Put all of these pieces together and there are a few interesting marketing lessons that come from the Indian street vendor which should be valuable for your business as well:
- Be the best at something small. Often times we try to make our businesses the best for an entire category. Are you building the best legal firm? Or the best home furnishing store? Instead of trying to own a broad category, what if you started to set your sights a bit narrower? Instead of the best furniture store, aim to have the best selection of coffee tables in town. Instead of trying to provide legal services for everyone, build a track record of being the best at foreclosures. Reputations can span to an entire industry, but they usually start with something smaller.
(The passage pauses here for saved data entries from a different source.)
//! HTTP exporter for scanner metrics.
//!
//! Routes:
//! - `GET /metrics` Prometheus text format
//! - `GET /health` scanner state; `503` while no session is running
//! - `GET /stats` current session counters as `key value` lines

use crate::metrics::{MetricsRegistry, MetricsSnapshot};
use axum::{extract::State, http::StatusCode, response::IntoResponse, routing::get, Router};
use std::fmt::Write as _;
use std::future::Future;
use std::net::SocketAddr;
use std::sync::Arc;
use thiserror::Error;
use tokio::sync::RwLock;
use tower_http::cors::CorsLayer;

const PROMETHEUS_CONTENT_TYPE: &str = "text/plain; version=0.0.4; charset=utf-8";

#[derive(Debug, Error)]
pub enum ServerError {
    #[error("failed to bind metrics listener: {0}")]
    Bind(#[from] std::io::Error),

    #[error("metrics server failed: {0}")]
    Serve(String),
}

/// Where the exporter listens.
#[derive(Debug, Clone)]
pub struct MetricsServerConfig {
    pub bind_addr: SocketAddr,
}

impl Default for MetricsServerConfig {
    fn default() -> Self {
        Self::with_port(9184)
    }
}

impl MetricsServerConfig {
    /// Listens on all interfaces at `port`.
    pub fn with_port(port: u16) -> Self {
        Self {
            bind_addr: SocketAddr::from(([0, 0, 0, 0], port)),
        }
    }
}

/// Registry plus the most recent snapshot, shared with the handlers.
pub struct MetricsState {
    registry: MetricsRegistry,
    latest: MetricsSnapshot,
}

impl MetricsState {
    /// Pushes a new snapshot into the registry.
    pub fn update(&mut self, snapshot: MetricsSnapshot) {
        self.registry.update(&snapshot);
        self.latest = snapshot;
    }

    pub fn latest(&self) -> MetricsSnapshot {
        self.latest
    }

    fn health(&self) -> (StatusCode, &'static str) {
        if self.latest.scanning {
            (StatusCode::OK, "scanning")
        } else if self.latest.paused {
            (StatusCode::OK, "paused")
        } else {
            (StatusCode::SERVICE_UNAVAILABLE, "idle")
        }
    }

    fn stats_text(&self) -> String {
        let stats = self.latest.stats;
        let mut out = String::new();
        for (key, value) in [
            ("ticks", stats.ticks),
            ("dropped_ticks", stats.dropped_ticks),
            ("frame_errors", stats.frame_errors),
            ("decodes", stats.decodes),
            ("misses", stats.misses),
            ("confirmed", stats.confirmed),
        ] {
            let _ = writeln!(out, "{key} {value}");
        }
        out
    }
}

type SharedState = Arc<RwLock<MetricsState>>;

/// Serves the scanner's metrics over HTTP.
pub struct MetricsServer {
    config: MetricsServerConfig,
    state: SharedState,
}

impl MetricsServer {
    pub fn new(config: MetricsServerConfig, registry: MetricsRegistry) -> Self {
        Self {
            config,
            state: Arc::new(RwLock::new(MetricsState {
                registry,
                latest: MetricsSnapshot::default(),
            })),
        }
    }

    /// Handle for pushing snapshots while the server runs.
    pub fn state(&self) -> SharedState {
        Arc::clone(&self.state)
    }

    fn router(state: SharedState) -> Router {
        Router::new()
            .route("/metrics", get(metrics_handler))
            .route("/health", get(health_handler))
            .route("/stats", get(stats_handler))
            .layer(CorsLayer::permissive())
            .with_state(state)
    }

    /// Serves until `shutdown` resolves.
    pub async fn run_until<F>(self, shutdown: F) -> Result<(), ServerError>
    where
        F: Future<Output = ()> + Send + 'static,
    {
        let listener = tokio::net::TcpListener::bind(self.config.bind_addr).await?;
        tracing::info!(addr = %self.config.bind_addr, "metrics exporter listening");

        axum::serve(listener, Self::router(self.state))
            .with_graceful_shutdown(shutdown)
            .await
            .map_err(|e| ServerError::Serve(e.to_string()))
    }
}

async fn metrics_handler(State(state): State<SharedState>) -> impl IntoResponse {
    match state.read().await.registry.encode() {
        Ok(body) => (StatusCode::OK, [("content-type", PROMETHEUS_CONTENT_TYPE)], body),
        Err(e) => (
            StatusCode::INTERNAL_SERVER_ERROR,
            [("content-type", "text/plain; charset=utf-8")],
            format!("metrics encoding failed: {e}"),
        ),
    }
}

async fn health_handler(State(state): State<SharedState>) -> impl IntoResponse {
    state.read().await.health()
}

async fn stats_handler(State(state): State<SharedState>) -> impl IntoResponse {
    state.read().await.stats_text()
}
//! Repeat-confirmation of decoded values.

/// Confirms a value once it is read twice in a row.
///
/// A value is reported on its second and every following consecutive
/// identical reading, never on its first. Absent readings leave the state
/// untouched, so `X, miss, X` still confirms `X`. A value flickering
/// `A, B, A, B` never confirms.
#[derive(Debug, Default)]
pub struct StabilityFilter {
    last_result: Option<String>,
}

impl StabilityFilter {
    pub fn new() -> Self {
        Self::default()
    }

    /// Feeds one decode outcome. Returns the value when it is confirmed.
    pub fn observe(&mut self, decoded: Option<String>) -> Option<&str> {
        let value = decoded?;

        if self.last_result.as_deref() == Some(value.as_str()) {
            tracing::trace!(value = %value, "reading confirmed");
            return self.last_result.as_deref();
        }

        tracing::trace!(value = %value, "new reading awaiting confirmation");
        self.last_result = Some(value);
        None
    }

    /// Most recent decoded value, confirmed or not.
    pub fn last_result(&self) -> Option<&str> {
        self.last_result.as_deref()
    }
}
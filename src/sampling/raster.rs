//! Off-screen luma buffer used as decode input.

/// Reusable pixel buffer sized to the session's crop.
///
/// Allocated once per session and overwritten in place on every tick.
pub struct RasterSurface {
    pixels: Vec<u8>,
    width: u32,
    height: u32,
    /// Number of samples written so far.
    generation: u64,
}

impl RasterSurface {
    /// Allocates a zeroed surface.
    pub fn new(width: u32, height: u32) -> Self {
        Self {
            pixels: vec![0u8; (width as usize) * (height as usize)],
            width,
            height,
            generation: 0,
        }
    }

    /// Wraps an existing buffer. Used to hand arbitrary input to a decoder.
    pub fn from_pixels(pixels: Vec<u8>, width: u32, height: u32) -> Self {
        Self {
            pixels,
            width,
            height,
            generation: 0,
        }
    }

    #[inline]
    pub fn pixels(&self) -> &[u8] {
        &self.pixels
    }

    #[inline]
    pub(crate) fn pixels_mut(&mut self) -> &mut [u8] {
        &mut self.pixels
    }

    #[inline]
    pub fn width(&self) -> u32 {
        self.width
    }

    #[inline]
    pub fn height(&self) -> u32 {
        self.height
    }

    /// Increases by one every time a frame is sampled into the surface.
    #[inline]
    pub fn generation(&self) -> u64 {
        self.generation
    }

    pub(crate) fn advance_generation(&mut self) {
        self.generation += 1;
    }

    /// True when the buffer length matches the declared dimensions and is
    /// not empty.
    pub fn is_well_formed(&self) -> bool {
        !self.pixels.is_empty()
            && self.pixels.len() == (self.width as usize) * (self.height as usize)
    }
}

impl std::fmt::Debug for RasterSurface {
    fn fmt(&self, f: &mut std::fmt::Formatter<'_>) -> std::fmt::Result {
        f.debug_struct("RasterSurface")
            .field("width", &self.width)
            .field("height", &self.height)
            .field("generation", &self.generation)
            .finish()
    }
}
//! Synthetic EAN-13 symbols for the mock camera.
//!
//! Renders a clean symbol into a luma frame so the full capture-crop-decode
//! loop can run without a physical camera.

use thiserror::Error;

/// Left-half odd parity ("L") patterns, one per digit.
const L_CODES: [u8; 10] = [
    0b0001101, 0b0011001, 0b0010011, 0b0111101, 0b0100011, 0b0110001, 0b0101111, 0b0111011,
    0b0110111, 0b0001011,
];

/// Left-half even parity ("G") patterns.
const G_CODES: [u8; 10] = [
    0b0100111, 0b0110011, 0b0011011, 0b0100001, 0b0011101, 0b0111001, 0b0000101, 0b0010001,
    0b0001001, 0b0010111,
];

/// Right-half ("R") patterns.
const R_CODES: [u8; 10] = [
    0b1110010, 0b1100110, 0b1101100, 0b1000010, 0b1011100, 0b1001110, 0b1010000, 0b1000100,
    0b1001000, 0b1110100,
];

/// Parity of the six left digits, selected by the leading digit.
/// A set bit means G parity; the most significant of the six bits is the
/// first left digit.
const PARITY: [u8; 10] = [
    0b000000, 0b001011, 0b001101, 0b001110, 0b010011, 0b011001, 0b011100, 0b010101, 0b010110,
    0b011010,
];

/// Number of modules in one EAN-13 symbol, guards included.
pub const EAN13_MODULES: usize = 95;

/// Quiet zone on each side, in modules.
pub const QUIET_ZONE_MODULES: usize = 11;

/// Errors from parsing an EAN-13 value.
#[derive(Debug, Clone, PartialEq, Eq, Error)]
pub enum PatternError {
    #[error("EAN-13 value must be 12 or 13 digits, got {0} characters")]
    InvalidLength(usize),
    #[error("EAN-13 value contains a non-digit character {0:?}")]
    NonDigit(char),
    #[error("EAN-13 check digit mismatch: expected {expected}, got {found}")]
    CheckDigit { expected: u8, found: u8 },
}

/// A validated thirteen digit EAN-13 value.
#[derive(Debug, Clone, Copy, PartialEq, Eq)]
pub struct Ean13 {
    digits: [u8; 13],
}

impl Ean13 {
    /// Parses 12 digits (check digit appended) or 13 digits (check digit
    /// verified).
    pub fn parse(value: &str) -> Result<Self, PatternError> {
        let parsed = value
            .chars()
            .map(|c| c.to_digit(10).map(|d| d as u8).ok_or(PatternError::NonDigit(c)))
            .collect::<Result<Vec<u8>, _>>()?;

        let mut digits = [0u8; 13];
        match parsed.len() {
            12 => {
                digits[..12].copy_from_slice(&parsed);
                digits[12] = check_digit(&digits[..12]);
            }
            13 => {
                digits.copy_from_slice(&parsed);
                let expected = check_digit(&digits[..12]);
                if digits[12] != expected {
                    return Err(PatternError::CheckDigit {
                        expected,
                        found: digits[12],
                    });
                }
            }
            n => return Err(PatternError::InvalidLength(n)),
        }

        Ok(Self { digits })
    }

    /// Returns the thirteen digits.
    pub fn digits(&self) -> &[u8; 13] {
        &self.digits
    }

    /// Encodes the symbol as 95 modules, `true` meaning a dark bar.
    pub fn modules(&self) -> Vec<bool> {
        let mut modules = Vec::with_capacity(EAN13_MODULES);
        let mut push = |bits: u8, width: u32| {
            for shift in (0..width).rev() {
                modules.push((bits >> shift) & 1 == 1);
            }
        };

        push(0b101, 3);
        let parity = PARITY[self.digits[0] as usize];
        for (i, &digit) in self.digits[1..7].iter().enumerate() {
            let even = (parity >> (5 - i)) & 1 == 1;
            let code = if even { G_CODES } else { L_CODES };
            push(code[digit as usize], 7);
        }
        push(0b01010, 5);
        for &digit in &self.digits[7..13] {
            push(R_CODES[digit as usize], 7);
        }
        push(0b101, 3);

        modules
    }

    /// Paints the symbol centered in a white luma buffer.
    ///
    /// Bars span `bar_rows` (clamped to the frame). The symbol is clipped if
    /// it does not fit horizontally.
    pub fn paint(
        &self,
        pixels: &mut [u8],
        width: u32,
        height: u32,
        module_px: u32,
        bar_rows: std::ops::Range<u32>,
    ) {
        if pixels.len() < (width as usize) * (height as usize) {
            return;
        }
        pixels.fill(255);

        let symbol_px = (EAN13_MODULES as u32) * module_px;
        let left = (width as i64 - symbol_px as i64) / 2;
        let modules = self.modules();
        let rows = bar_rows.start.min(height)..bar_rows.end.min(height);

        for y in rows {
            let row_start = (y * width) as usize;
            for (m, &dark) in modules.iter().enumerate() {
                if !dark {
                    continue;
                }
                for dx in 0..module_px as i64 {
                    let x = left + m as i64 * module_px as i64 + dx;
                    if (0..width as i64).contains(&x) {
                        pixels[row_start + x as usize] = 0;
                    }
                }
            }
        }
    }
}

impl std::fmt::Display for Ean13 {
    fn fmt(&self, f: &mut std::fmt::Formatter<'_>) -> std::fmt::Result {
        for d in self.digits {
            write!(f, "{d}")?;
        }
        Ok(())
    }
}

/// Computes the EAN-13 check digit over the first twelve digits.
fn check_digit(digits: &[u8]) -> u8 {
    let sum: u32 = digits
        .iter()
        .enumerate()
        .map(|(i, &d)| if i % 2 == 0 { d as u32 } else { d as u32 * 3 })
        .sum();
    ((10 - sum % 10) % 10) as u8
}

#[cfg(test)]
mod tests {
    use super::*;

    #[test]
    fn test_check_digit_appended() {
        let code = Ean13::parse("400638133393").unwrap();
        assert_eq!(code.to_string(), "4006381333931");
    }

    #[test]
    fn test_bad_check_digit_rejected() {
        assert_eq!(
            Ean13::parse("4006381333932"),
            Err(PatternError::CheckDigit {
                expected: 1,
                found: 2
            })
        );
    }

    #[test]
    fn test_parse_rejects_garbage() {
        assert_eq!(Ean13::parse("12345"), Err(PatternError::InvalidLength(5)));
        assert_eq!(
            Ean13::parse("40063813339x"),
            Err(PatternError::NonDigit('x'))
        );
    }

    #[test]
    fn test_modules_have_guards() {
        let modules = Ean13::parse("4006381333931").unwrap().modules();
        assert_eq!(modules.len(), EAN13_MODULES);
        assert_eq!(&modules[..3], &[true, false, true]);
        assert_eq!(&modules[45..50], &[false, true, false, true, false]);
        assert_eq!(&modules[92..], &[true, false, true]);
    }

    #[test]
    fn test_paint_leaves_rows_outside_bars_white() {
        let code = Ean13::parse("4006381333931").unwrap();
        let (w, h) = (200u32, 20u32);
        let mut pixels = vec![0u8; (w * h) as usize];
        code.paint(&mut pixels, w, h, 2, 5..15);

        assert!(pixels[..(5 * w) as usize].iter().all(|&p| p == 255));
        assert!(pixels[(5 * w) as usize..(6 * w) as usize].contains(&0));
        assert!(pixels[(15 * w) as usize..].iter().all(|&p| p == 255));
    }
}
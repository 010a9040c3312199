//! One scanning session: the resources held between `start` and `stop`,
//! and the periodic sampler task.
//!
//! The sampler runs on a fixed delay: it sleeps for the interval, samples,
//! and starts a decode. Software decodes finish before the next sleep.
//! Native decodes run in their own task so the timer keeps its cadence.
//!
//! The raster sits behind an async mutex that the decode holds until it
//! resolves. A tick that finds the raster still locked is dropped, so at
//! most one decode runs per session and a raster is never overwritten
//! while being read. Stopping the sampler does not cancel a decode that is
//! already in flight; its result may still reach the callback afterwards.

use super::ScanStats;
use crate::capture::{CameraError, VideoStream};
use crate::decode::DecoderAdapter;
use crate::geometry::CropGeometry;
use crate::sampling::{sample_into, RasterSurface};
use crate::stability::ResultReporter;
use std::future::Future;
use std::sync::{Arc, Mutex, PoisonError};
use std::time::Duration;
use tokio::runtime::Handle;
use tokio::task::JoinHandle;

/// State shared between the controller, the sampler and decode tasks.
struct TickContext<S> {
    stream: Mutex<S>,
    raster: Arc<tokio::sync::Mutex<RasterSurface>>,
    crop: CropGeometry,
    decoder: DecoderAdapter,
    reporter: Mutex<ResultReporter>,
    stats: Arc<ScanStats>,
}

impl<S: VideoStream + 'static> TickContext<S> {
    /// Samples the current frame into the raster and returns the decode
    /// job for it, or `None` if this tick was skipped.
    fn tick(self: &Arc<Self>) -> Option<impl Future<Output = ()> + Send + 'static> {
        self.stats.record_tick();

        let Ok(mut raster) = Arc::clone(&self.raster).try_lock_owned() else {
            self.stats.record_dropped();
            tracing::trace!("previous decode still running, dropping tick");
            return None;
        };

        let frame = {
            let mut stream = self.stream.lock().unwrap_or_else(PoisonError::into_inner);
            match stream.current_frame() {
                Ok(frame) => frame,
                Err(e) => {
                    self.stats.record_frame_error();
                    tracing::debug!(error = %e, "frame grab failed");
                    return None;
                }
            }
        };
        sample_into(&mut raster, &frame, &self.crop);
        tracing::trace!(frame = frame.sequence(), "frame sampled");

        let ctx = Arc::clone(self);
        Some(async move {
            let decoded = ctx.decoder.decode(&raster).await;
            drop(raster);
            ctx.report(decoded);
        })
    }

    fn report(&self, decoded: Option<String>) {
        let hit = decoded.is_some();
        let confirmed = self
            .reporter
            .lock()
            .unwrap_or_else(PoisonError::into_inner)
            .report(decoded);
        self.stats.record_decode(hit, confirmed);
        if confirmed {
            tracing::debug!("confirmed value delivered");
        }
    }
}

async fn run_sampler<S: VideoStream + 'static>(ctx: Arc<TickContext<S>>, interval: Duration) {
    loop {
        tokio::time::sleep(interval).await;

        let Some(job) = ctx.tick() else {
            continue;
        };
        if ctx.decoder.is_synchronous() {
            job.await;
        } else {
            tokio::spawn(job);
        }
    }
}

/// Resources of one `start`..`stop` interval.
///
/// Dropping a session stops the sampler and the stream's tracks.
pub(crate) struct Session<S: VideoStream + 'static> {
    ctx: Arc<TickContext<S>>,
    interval: Duration,
    runtime: Handle,
    sampler: Option<JoinHandle<()>>,
}

impl<S: VideoStream + 'static> Session<S> {
    #[allow(clippy::too_many_arguments)]
    pub(crate) fn new(
        stream: S,
        crop: CropGeometry,
        raster: RasterSurface,
        decoder: DecoderAdapter,
        reporter: ResultReporter,
        stats: Arc<ScanStats>,
        interval: Duration,
        runtime: Handle,
    ) -> Self {
        Self {
            ctx: Arc::new(TickContext {
                stream: Mutex::new(stream),
                raster: Arc::new(tokio::sync::Mutex::new(raster)),
                crop,
                decoder,
                reporter: Mutex::new(reporter),
                stats,
            }),
            interval,
            runtime,
            sampler: None,
        }
    }

    /// Starts the periodic sampler. No-op if it is already running.
    pub(crate) fn start_sampler(&mut self) {
        if self.sampler.is_some() {
            return;
        }
        let ctx = Arc::clone(&self.ctx);
        self.sampler = Some(self.runtime.spawn(run_sampler(ctx, self.interval)));
    }

    /// Cancels the sampler timer. In-flight decodes are left alone.
    pub(crate) fn stop_sampler(&mut self) {
        if let Some(sampler) = self.sampler.take() {
            sampler.abort();
        }
    }

    pub(crate) fn sampler_active(&self) -> bool {
        self.sampler.is_some()
    }

    pub(crate) fn pause_playback(&self) {
        self.lock_stream().pause();
    }

    pub(crate) fn resume_playback(&self) -> Result<(), CameraError> {
        self.lock_stream().play()
    }

    pub(crate) fn is_playing(&self) -> bool {
        self.lock_stream().is_playing()
    }

    pub(crate) fn crop(&self) -> CropGeometry {
        self.ctx.crop
    }

    pub(crate) fn interval(&self) -> Duration {
        self.interval
    }

    pub(crate) fn last_result(&self) -> Option<String> {
        self.ctx
            .reporter
            .lock()
            .unwrap_or_else(PoisonError::into_inner)
            .filter()
            .last_result()
            .map(str::to_owned)
    }

    fn lock_stream(&self) -> std::sync::MutexGuard<'_, S> {
        self.ctx.stream.lock().unwrap_or_else(PoisonError::into_inner)
    }
}

impl<S: VideoStream + 'static> Drop for Session<S> {
    fn drop(&mut self) {
        self.stop_sampler();
        self.lock_stream().stop_tracks();
    }
}
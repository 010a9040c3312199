//! Copies the crop region of a frame into the raster surface.

use super::RasterSurface;
use crate::capture::Frame;
use crate::geometry::CropGeometry;

/// Fill value for raster pixels that fall outside the frame.
const OUTSIDE: u8 = 0;

/// Copies `[x_offset, y_offset, width, height]` of `frame` into `raster`
/// 1:1, without resampling.
///
/// The copy covers `raster`'s own dimensions starting at the crop origin.
/// Raster pixels that map outside the frame are filled with black. No
/// allocation happens here, so this is safe to call on every tick.
pub fn sample_into(raster: &mut RasterSurface, frame: &Frame, crop: &CropGeometry) {
    let (x0, y0) = crop.origin();
    let raster_width = raster.width() as usize;
    let raster_height = raster.height() as usize;
    let frame_width = frame.width() as i64;

    // Columns of the raster that land inside the frame.
    let first_col = (-x0).clamp(0, raster_width as i64) as usize;
    let last_col = (frame_width - x0).clamp(0, raster_width as i64) as usize;

    let pixels = raster.pixels_mut();
    if pixels.len() < raster_width * raster_height {
        return;
    }

    for (r, dst) in pixels
        .chunks_exact_mut(raster_width.max(1))
        .take(raster_height)
        .enumerate()
    {
        let src_y = y0 + r as i64;
        let src_row = u32::try_from(src_y).ok().and_then(|y| frame.row(y));

        match src_row {
            Some(src) if first_col < last_col => {
                let src_start = (x0 + first_col as i64) as usize;
                let span = last_col - first_col;
                dst[..first_col].fill(OUTSIDE);
                dst[first_col..last_col].copy_from_slice(&src[src_start..src_start + span]);
                dst[last_col..].fill(OUTSIDE);
            }
            _ => dst.fill(OUTSIDE),
        }
    }

    raster.advance_generation();
}
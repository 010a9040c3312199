//! Camera abstraction for live video streams.
//!
//! A [`Camera`] hands out a [`VideoStream`] when access is granted. The
//! stream doubles as the video surface: it is played, paused, sampled for
//! its current frame, and finally has its tracks stopped.

use super::pattern::{EAN13_MODULES, QUIET_ZONE_MODULES};
use super::{CameraConfig, Ean13, Frame};
use std::sync::atomic::{AtomicUsize, Ordering};
use std::sync::Arc;
use thiserror::Error;

/// Errors that can occur during camera operations.
#[derive(Debug, Error)]
pub enum CameraError {
    #[error("camera access denied: {0}")]
    PermissionDenied(String),
    #[error("camera device not found: {0}")]
    DeviceNotFound(String),
    #[error("failed to open camera stream: {0}")]
    OpenFailed(String),
    #[error("failed to capture frame: {0}")]
    CaptureFailed(String),
    #[error("camera stream stopped")]
    Stopped,
}

/// Source of live video streams.
pub trait Camera: Send {
    /// Stream type handed out on success.
    type Stream: VideoStream + 'static;

    /// Requests access to a video-only stream matching the constraints.
    ///
    /// On failure nothing stays allocated.
    fn request(&mut self, constraints: &CameraConfig) -> Result<Self::Stream, CameraError>;
}

/// A live video stream attached to a playable surface.
pub trait VideoStream: Send {
    /// Starts or resumes playback.
    fn play(&mut self) -> Result<(), CameraError>;

    /// Pauses playback. The stream stays open.
    fn pause(&mut self);

    fn is_playing(&self) -> bool;

    /// Native resolution of the realized stream.
    ///
    /// Only known once playback has started.
    fn native_size(&self) -> Option<(u32, u32)>;

    /// Grabs the frame currently shown on the surface.
    fn current_frame(&mut self) -> Result<Frame, CameraError>;

    /// Stops every track of the stream. The stream cannot be played again.
    fn stop_tracks(&mut self);

    /// Returns true until the tracks are stopped.
    fn is_live(&self) -> bool;
}

/// Content rendered into mock frames.
#[derive(Debug, Clone)]
pub enum FramePattern {
    /// Uniform white frames.
    Blank,
    /// Deterministic noise that changes every frame.
    Noise,
    /// A centered EAN-13 symbol.
    Barcode(Ean13),
}

/// Mock camera that generates synthetic frames.
#[derive(Debug)]
pub struct MockCamera {
    pattern: FramePattern,
    deny: bool,
    live: Arc<AtomicUsize>,
}

impl MockCamera {
    pub fn new(pattern: FramePattern) -> Self {
        Self {
            pattern,
            deny: false,
            live: Arc::new(AtomicUsize::new(0)),
        }
    }

    /// A camera whose access request is always rejected.
    pub fn denying() -> Self {
        Self {
            deny: true,
            ..Self::new(FramePattern::Blank)
        }
    }

    /// Number of streams handed out whose tracks are not stopped yet.
    pub fn live_streams(&self) -> usize {
        self.live.load(Ordering::SeqCst)
    }
}

impl Default for MockCamera {
    fn default() -> Self {
        Self::new(FramePattern::Noise)
    }
}

impl Camera for MockCamera {
    type Stream = MockStream;

    fn request(&mut self, constraints: &CameraConfig) -> Result<MockStream, CameraError> {
        if self.deny {
            tracing::info!("MockCamera denied access");
            return Err(CameraError::PermissionDenied(
                "user dismissed the permission request".into(),
            ));
        }
        constraints
            .validate()
            .map_err(|e| CameraError::OpenFailed(e.to_string()))?;

        self.live.fetch_add(1, Ordering::SeqCst);
        tracing::info!(
            width = constraints.width,
            height = constraints.height,
            facing = %constraints.facing,
            "MockCamera stream opened"
        );

        Ok(MockStream {
            width: constraints.width,
            height: constraints.height,
            pattern: self.pattern.clone(),
            sequence: 0,
            playing: false,
            live: Some(Arc::clone(&self.live)),
        })
    }
}

/// Stream produced by [`MockCamera`].
#[derive(Debug)]
pub struct MockStream {
    width: u32,
    height: u32,
    pattern: FramePattern,
    sequence: u64,
    playing: bool,
    /// Present while the tracks are running.
    live: Option<Arc<AtomicUsize>>,
}

impl MockStream {
    fn render(&self) -> Vec<u8> {
        let pixel_count = (self.width as usize) * (self.height as usize);
        match &self.pattern {
            FramePattern::Blank => vec![255u8; pixel_count],
            FramePattern::Noise => (0..pixel_count)
                .map(|i| ((i as u64 ^ self.sequence.wrapping_mul(31)) % 256) as u8)
                .collect(),
            FramePattern::Barcode(code) => {
                let mut pixels = vec![255u8; pixel_count];
                let modules = (EAN13_MODULES + 2 * QUIET_ZONE_MODULES) as u32;
                let module_px = (self.width / modules).max(1);
                let margin = self.height / 8;
                code.paint(
                    &mut pixels,
                    self.width,
                    self.height,
                    module_px,
                    margin..self.height - margin,
                );
                pixels
            }
        }
    }
}

impl VideoStream for MockStream {
    fn play(&mut self) -> Result<(), CameraError> {
        if self.live.is_none() {
            return Err(CameraError::Stopped);
        }
        self.playing = true;
        Ok(())
    }

    fn pause(&mut self) {
        self.playing = false;
    }

    fn is_playing(&self) -> bool {
        self.playing
    }

    fn native_size(&self) -> Option<(u32, u32)> {
        (self.sequence > 0 || self.playing).then_some((self.width, self.height))
    }

    fn current_frame(&mut self) -> Result<Frame, CameraError> {
        if self.live.is_none() {
            return Err(CameraError::Stopped);
        }
        // A paused surface keeps showing its last frame.
        if self.playing || self.sequence == 0 {
            self.sequence += 1;
        }
        Ok(Frame::new(
            self.render(),
            self.width,
            self.height,
            self.sequence,
        ))
    }

    fn stop_tracks(&mut self) {
        if let Some(live) = self.live.take() {
            live.fetch_sub(1, Ordering::SeqCst);
            self.playing = false;
            tracing::info!("MockCamera stream stopped");
        }
    }

    fn is_live(&self) -> bool {
        self.live.is_some()
    }
}

impl Drop for MockStream {
    fn drop(&mut self) {
        self.stop_tracks();
    }
}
- Create a culture of experts. Everyone knows the feeling of speaking to someone who knows what they are talking about. They give you good advice and tell you what you really need to know. When they sell you a new curtain, they tell you the lining shouldn't be cotton because that will shrink. Their expertise is what you are really buying - and the product becomes secondary. In many small businesses, you have that person somewhere in your organization, but the key to success is translating that into your workforce. The Churi wala isn't just selling bangles, he's the only one that can match them for you.
- Encourage word of mouth. This lesson is not exclusive to Indian street marketing, but it is something that you see over and over from the street markets and stalls. The surest proof that it is working is the fact that nearly 100% of the people who actually walk into a store will be purchasing something. The common retail concept in the US of "just looking" doesn't seem to apply here. As a result, it really pays to take care of every customer that comes in the door. Serve them coffee or tea. Give chocolates to their kids. Going shopping to the right store here feels like coming home - and after a good experience, you are likely to recommend that same home to anyone else. For businesses such as this, word of mouth is the only marketing that works.
- Speak the right language. One of the more popular videos on YouTube features a young boy selling his fans made of peacock feathers. Described in the title of the video as the "lingo kid" - he speaks a dozen different languages to help invite passersby to stop and see his products. The product itself doesn't vary, but the way he promotes it and the language he uses is very specific for each audience and helps to create a deeper immediate connection because you know that he is able to speak to you as an individual.